In the world of business, we are addicted to forecasting. Whether its companies forecasting their future performance, preparing budgets, estimating future yields, or trying to predict the GDP two years from now, we often create and rely on forecasts. Forecasts are only useful if they can portray reality but how do you ensure you forecast accurately? Is it knowledge, intuition, or something else?
Some interesting research that was done by Torngren and Montgomery suggests that knowledge may actually cause poor forecasting. A study done showed that professionals actually had less accuracy in picking stocks than those who had no professional knowledge. Experts who are overly confident may make narrow and specific forecasts, e.g. "I predict the earnings for the S&P 500 will move up by 3 to 5 percent", when the real answer lies outside their forecasted ranges most of the time. It seems paradoxical in that, because the professionals are confident about their ability to predict, they end up not being able to predict well.
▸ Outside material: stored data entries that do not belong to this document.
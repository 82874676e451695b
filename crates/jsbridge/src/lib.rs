//! Call bridge between native Rust code and a JavaScript engine.
//!
//! The engine is reachable only through flat functions taking integers and
//! pointers. Values cross as fixed 32-byte wire records (see
//! [`jsbridge_wire::raw`]); engine-resident values are opaque references.
//!
//! # Outbound
//!
//! [`JsFunction::call`], [`JsFunction::call_with_this`] and
//! [`JsFunction::construct`] encode their arguments into a buffer that lives
//! for exactly one boundary call and decode the single returned value.
//!
//! # Inbound
//!
//! [`JsClosure::new`] registers a native closure and asks the engine for a
//! callable bound to its handle. When the engine calls it, the exported
//! entry points in [`trampoline`] decode the arguments, run the closure and
//! pass the result to an engine continuation function. Closures must be
//! released explicitly with [`JsClosure::release`].
//!
//! # Boundary
//!
//! On `wasm32` calls go through the module's imports. Elsewhere, install a
//! [`Boundary`] implementation with [`install_boundary`] first.
//!
//! Everything here is single-threaded: calls may nest across both runtimes,
//! but never overlap.

pub mod args;
pub mod boundary;
mod closure;
pub mod gateway;
#[cfg(target_arch = "wasm32")]
mod imports;
pub mod registry;
pub mod trampoline;
mod value;

pub use args::{with_raw_values, RawArgs, RawArguments};
pub use boundary::{current_boundary, install_boundary, uninstall_boundary, Boundary};
pub use closure::JsClosure;
pub use gateway::JsException;
pub use jsbridge_wire::{BridgeError, HostFuncRef, ObjectRef, RawValue, ValueKind};
pub use value::{JsFunction, JsObject, JsString, JsValue};

#[cfg(target_arch = "wasm32")]
pub use boundary::ImportedBoundary;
So is forecasting useless? I would disagree. Sometimes, forecasting is useless. But sometimes it has its advantages to some extent, like preparing budgets that can help a company manage its costs over the upcoming period. The challenge lies in being able to forecast accurately enough so that it is useful. To improve the accuracy of forecasting, I think it is important to tie other indicators (including non-quantitative ones) to forecasting, like incorporating management effectiveness in predicting the future earnings growth of a company.